Il vit, du fond de sa chute, le pont effondré. Mais se défendant encore :

— Peut-être !… J’aurais dû sentir que vous ne ressemblez pas aux autres… que vous êtes une créature unique !

— Ne le croyez pas. Nous avons toutes soif de franchise et de propreté.

Il réfléchit :

— Pourtant, il y a des cas — le mien ! — où le mensonge est une intention pieuse… D’autres où il est une précaution nécessaire.

Elle railla :

— Vis-à-vis des femmes ?

— Et des hommes, compléta-t-il,

— Allons donc ! Vous mentiriez à un de vos associés, en affaires ?

— Ce n’est pas la même chose.

Elle oublia sa propre souffrance.

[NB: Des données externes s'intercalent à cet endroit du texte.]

mod block_cache;
mod file_reader;
mod range_reader;

pub use block_cache::{BlockCache, DEFAULT_BLOCK_SIZE};
pub use file_reader::FileRangeReader;
pub use range_reader::RangeReader;
impl OmeTiffWriter {
    /// Create the output file and write the BigTIFF header.
    ///
    /// `width` and `height` are the full-resolution plane dimensions;
    /// `channels` is the number of grayscale planes (pages) the file will
    /// hold. The pyramid level chain is derived from the tile size.
    ///
    /// # Errors
    ///
    /// Returns [`OmeError::Geometry`] for zero-sized dimensions, channels,
    /// or tiles, and [`OmeError::Io`] if the file cannot be created.
    pub fn create<P: AsRef<Path>>(
        path: P,
        width: u32,
        height: u32,
        channels: usize,
        options: OmeTiffOptions,
    ) -> Result<Self, OmeError> {
        let path = path.as_ref().to_path_buf();

        if width == 0 || height == 0 {
            return Err(OmeError::Geometry {
                message: format!("image dimensions {}x{} must be non-zero", width, height),
            });
        }
        if channels == 0 {
            return Err(OmeError::Geometry {
                message: "channel count must be non-zero".to_string(),
            });
        }
        if options.tile_size == 0 {
            return Err(OmeError::Geometry {
                message: "tile size must be non-zero".to_string(),
            });
        }

        let levels = pyramid_levels(width, height, options.tile_size);
        let tiles = vec![vec![Vec::new(); levels.len()]; channels];

        let file = File::create(&path).map_err(|e| write_error(&path, &e))?;
        let mut writer = Self {
            file: BufWriter::new(file),
            path,
            options,
            position: 0,
            levels,
            channels,
            tiles,
        };

        // BigTIFF header: "II", version 43, 8-byte offsets, then a
        // placeholder first-IFD pointer patched by finish()
        let mut header = [0u8; 16];
        header[0] = b'I';
        header[1] = b'I';
        header[2..4].copy_from_slice(&43u16.to_le_bytes());
        header[4..6].copy_from_slice(&8u16.to_le_bytes());
        writer.write_bytes(&header)?;

        debug!(
            path = %writer.path.display(),
            width,
            height,
            channels,
            levels = writer.levels.len(),
            "created OME-TIFF output"
        );

        Ok(writer)
    }

    /// Output file path.
    pub fn path(&self) -> &Path {
        &self.path
    }

    /// Number of pyramid levels per channel, including full resolution.
    pub fn level_count(&self) -> usize {
        self.levels.len()
    }

    /// Number of grayscale planes.
    pub fn channels(&self) -> usize {
        self.channels
    }

    /// Tile edge length in pixels.
    pub fn tile_size(&self) -> u32 {
        self.options.tile_size
    }

    /// JPEG quality configured for this output.
    pub fn quality(&self) -> u8 {
        self.options.quality
    }

    /// Dimensions of a pyramid level in pixels.
    pub fn level_dimensions(&self, level: usize) -> Option<(u32, u32)> {
        self.levels.get(level).map(|l| (l.width, l.height))
    }

    /// Tile grid of a pyramid level as (columns, rows).
    pub fn tile_grid(&self, level: usize) -> Option<(u32, u32)> {
        self.levels.get(level).map(|l| (l.tiles_x, l.tiles_y))
    }

    /// Append one encoded tile for a channel and level.
    ///
    /// Tiles must arrive in row-major order within each (channel, level)
    /// pair, since offsets are recorded in arrival order. Different
    /// channels and levels may be interleaved freely.
    ///
    /// # Errors
    ///
    /// Returns [`OmeError::Geometry`] for an unknown channel or level, or
    /// when a tile grid already received its full complement of tiles.
    pub fn write_tile(&mut self, channel: usize, level: usize, data: &[u8]) -> Result<(), OmeError> {
        if channel >= self.channels || level >= self.levels.len() {
            return Err(OmeError::Geometry {
                message: format!(
                    "tile for channel {} level {} is outside the {}x{} plane layout",
                    channel,
                    level,
                    self.channels,
                    self.levels.len()
                ),
            });
        }
        let expected = self.levels[level].tile_count();
        if self.tiles[channel][level].len() >= expected {
            return Err(OmeError::Geometry {
                message: format!(
                    "channel {} level {} already has all {} tiles",
                    channel, level, expected
                ),
            });
        }

        self.align()?;
        let offset = self.position;
        self.write_bytes(data)?;
        self.tiles[channel][level].push((offset, data.len() as u64));
        Ok(())
    }

    /// Write the IFD chain, patch the header, and flush the file.
    ///
    /// `description` is the OME-XML document stored in the first IFD.
    /// `resolution` is the full-resolution pixel size in micrometers per
    /// pixel (x, y); reduced levels get proportionally scaled values.
    ///
    /// # Errors
    ///
    /// Returns [`OmeError::Geometry`] if any (channel, level) pair is
    /// missing tiles.
    pub fn finish(
        mut self,
        description: &str,
        software: &str,
        resolution: Option<(f64, f64)>,
    ) -> Result<(), OmeError> {
        for channel in 0..self.channels {
            for (level, plane) in self.levels.iter().enumerate() {
                let written = self.tiles[channel][level].len();
                if written != plane.tile_count() {
                    return Err(OmeError::Geometry {
                        message: format!(
                            "channel {} level {} has {} of {} tiles",
                            channel,
                            level,
                            written,
                            plane.tile_count()
                        ),
                    });
                }
            }
        }

        // Reduced levels first, so each main IFD can reference its SubIFDs
        let mut sub_offsets: Vec<Vec<u64>> = Vec::with_capacity(self.channels);
        for channel in 0..self.channels {
            let mut offsets = Vec::with_capacity(self.levels.len().saturating_sub(1));
            for level in 1..self.levels.len() {
                let entries = self.level_entries(channel, level, &[], None, None, resolution);
                offsets.push(self.write_ifd(entries, 0)?);
            }
            sub_offsets.push(offsets);
        }

        // Main IFDs in reverse channel order, so each one can chain to the
        // already-written next channel
        let mut next_ifd = 0u64;
        for channel in (0..self.channels).rev() {
            let (desc, soft) = if channel == 0 {
                (Some(description), Some(software))
            } else {
                (None, None)
            };
            let entries =
                self.level_entries(channel, 0, &sub_offsets[channel], desc, soft, resolution);
            next_ifd = self.write_ifd(entries, next_ifd)?;
        }

        // Patch the first-IFD pointer left as zero by create()
        self.file
            .seek(SeekFrom::Start(8))
            .map_err(|e| write_error(&self.path, &e))?;
        self.file
            .write_all(&next_ifd.to_le_bytes())
            .map_err(|e| write_error(&self.path, &e))?;
        self.file.flush().map_err(|e| write_error(&self.path, &e))?;

        debug!(path = %self.path.display(), first_ifd = next_ifd, "finished OME-TIFF output");
        Ok(())
    }

    /// Build the entry list for one (channel, level) IFD.
    ///
    /// `sub_ifds` is non-empty only for main IFDs with reduced levels;
    /// `description` and `software` only for the very first IFD.
    fn level_entries(
        &self,
        channel: usize,
        level: usize,
        sub_ifds: &[u64],
        description: Option<&str>,
        software: Option<&str>,
        resolution: Option<(f64, f64)>,
    ) -> Vec<TagEntry> {
        let plane = &self.levels[level];
        let subfile_type = if level == 0 { 0 } else { SUBFILE_REDUCED_IMAGE };

        let mut offsets = Vec::with_capacity(self.tiles[channel][level].len());
        let mut byte_counts = Vec::with_capacity(self.tiles[channel][level].len());
        for &(offset, count) in &self.tiles[channel][level] {
            offsets.push(offset);
            byte_counts.push(count);
        }

        let mut entries = vec![
            TagEntry::new(TiffTag::NewSubfileType, TagValue::Long(subfile_type)),
            TagEntry::new(TiffTag::ImageWidth, TagValue::Long(plane.width)),
            TagEntry::new(TiffTag::ImageLength, TagValue::Long(plane.height)),
            TagEntry::new(TiffTag::BitsPerSample, TagValue::Short(8)),
            TagEntry::new(
                TiffTag::Compression,
                TagValue::Short(Compression::Jpeg.as_u16()),
            ),
            TagEntry::new(
                TiffTag::PhotometricInterpretation,
                TagValue::Short(PHOTOMETRIC_MIN_IS_BLACK),
            ),
            TagEntry::new(TiffTag::SamplesPerPixel, TagValue::Short(1)),
            TagEntry::new(TiffTag::TileWidth, TagValue::Long(self.options.tile_size)),
            TagEntry::new(TiffTag::TileLength, TagValue::Long(self.options.tile_size)),
            TagEntry::new(TiffTag::TileOffsets, TagValue::Long8Array(offsets)),
            TagEntry::new(TiffTag::TileByteCounts, TagValue::Long8Array(byte_counts)),
        ];

        if let Some(text) = description {
            entries.push(TagEntry::new(
                TiffTag::ImageDescription,
                TagValue::Ascii(text.to_string()),
            ));
        }
        if let Some(text) = software {
            entries.push(TagEntry::new(
                TiffTag::Software,
                TagValue::Ascii(text.to_string()),
            ));
        }
        if let Some((mpp_x, mpp_y)) = resolution {
            // Micrometers per pixel scale with the level downsample, so
            // pixels per centimeter shrink by the same factor
            let downsample = self.levels[0].width as f64 / plane.width as f64;
            entries.push(TagEntry::new(
                TiffTag::XResolution,
                resolution_rational(10_000.0 / (mpp_x * downsample)),
            ));
            entries.push(TagEntry::new(
                TiffTag::YResolution,
                resolution_rational(10_000.0 / (mpp_y * downsample)),
            ));
            entries.push(TagEntry::new(
                TiffTag::ResolutionUnit,
                TagValue::Short(RESOLUTION_UNIT_CM),
            ));
        }
        if !sub_ifds.is_empty() {
            entries.push(TagEntry::new(
                TiffTag::SubIFDs,
                TagValue::Long8Array(sub_ifds.to_vec()),
            ));
        }

        entries
    }

    /// Serialize one IFD: external values first, then the sorted entry
    /// table with its trailing next-IFD pointer. Returns the IFD offset.
    fn write_ifd(&mut self, mut entries: Vec<TagEntry>, next_ifd: u64) -> Result<u64, OmeError> {
        entries.sort_by_key(|e| e.tag.as_u16());

        let mut external_offsets: Vec<Option<u64>> = Vec::with_capacity(entries.len());
        for entry in &entries {
            match entry.value.external_bytes() {
                Some(bytes) => {
                    self.align()?;
                    external_offsets.push(Some(self.position));
                    self.write_bytes(&bytes)?;
                }
                None => external_offsets.push(None),
            }
        }

        self.align()?;
        let ifd_offset = self.position;

        self.write_bytes(&(entries.len() as u64).to_le_bytes())?;
        for (entry, external) in entries.iter().zip(&external_offsets) {
            let (field_type, count) = entry.value.type_and_count();
            let mut record = [0u8; 20];
            record[0..2].copy_from_slice(&entry.tag.as_u16().to_le_bytes());
            record[2..4].copy_from_slice(&(field_type as u16).to_le_bytes());
            record[4..12].copy_from_slice(&count.to_le_bytes());
            record[12..20].copy_from_slice(&entry.value.value_field(*external));
            self.write_bytes(&record)?;
        }
        self.write_bytes(&next_ifd.to_le_bytes())?;

        Ok(ifd_offset)
    }

    /// Pad with zero bytes to the next 8-byte boundary.
    fn align(&mut self) -> Result<(), OmeError> {
        let rem = (self.position % 8) as usize;
        if rem != 0 {
            let pad = [0u8; 8];
            self.write_bytes(&pad[..8 - rem])?;
        }
        Ok(())
    }

    fn write_bytes(&mut self, bytes: &[u8]) -> Result<(), OmeError> {
        self.file
            .write_all(bytes)
            .map_err(|e| write_error(&self.path, &e))?;
        self.position += bytes.len() as u64;
        Ok(())
    }
}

Elle s’élevait jusqu’à la douloureuse compréhension de l’immense drame qui oppose, depuis des siècles, l’esclavage des unes au despotisme des autres… Toute la révolte féminine s’indignait en elle. Elle s’exclama :

— C’est cela ! Vos deux morales ! Une à l’usage des maîtres. L’autre bonne pour les servantes.

— Il y a une différence…

— Il y a cette différence que pour nous le mariage et l’amour sont plus importants que pour vous la plus grande affaire. C’est toute notre vie !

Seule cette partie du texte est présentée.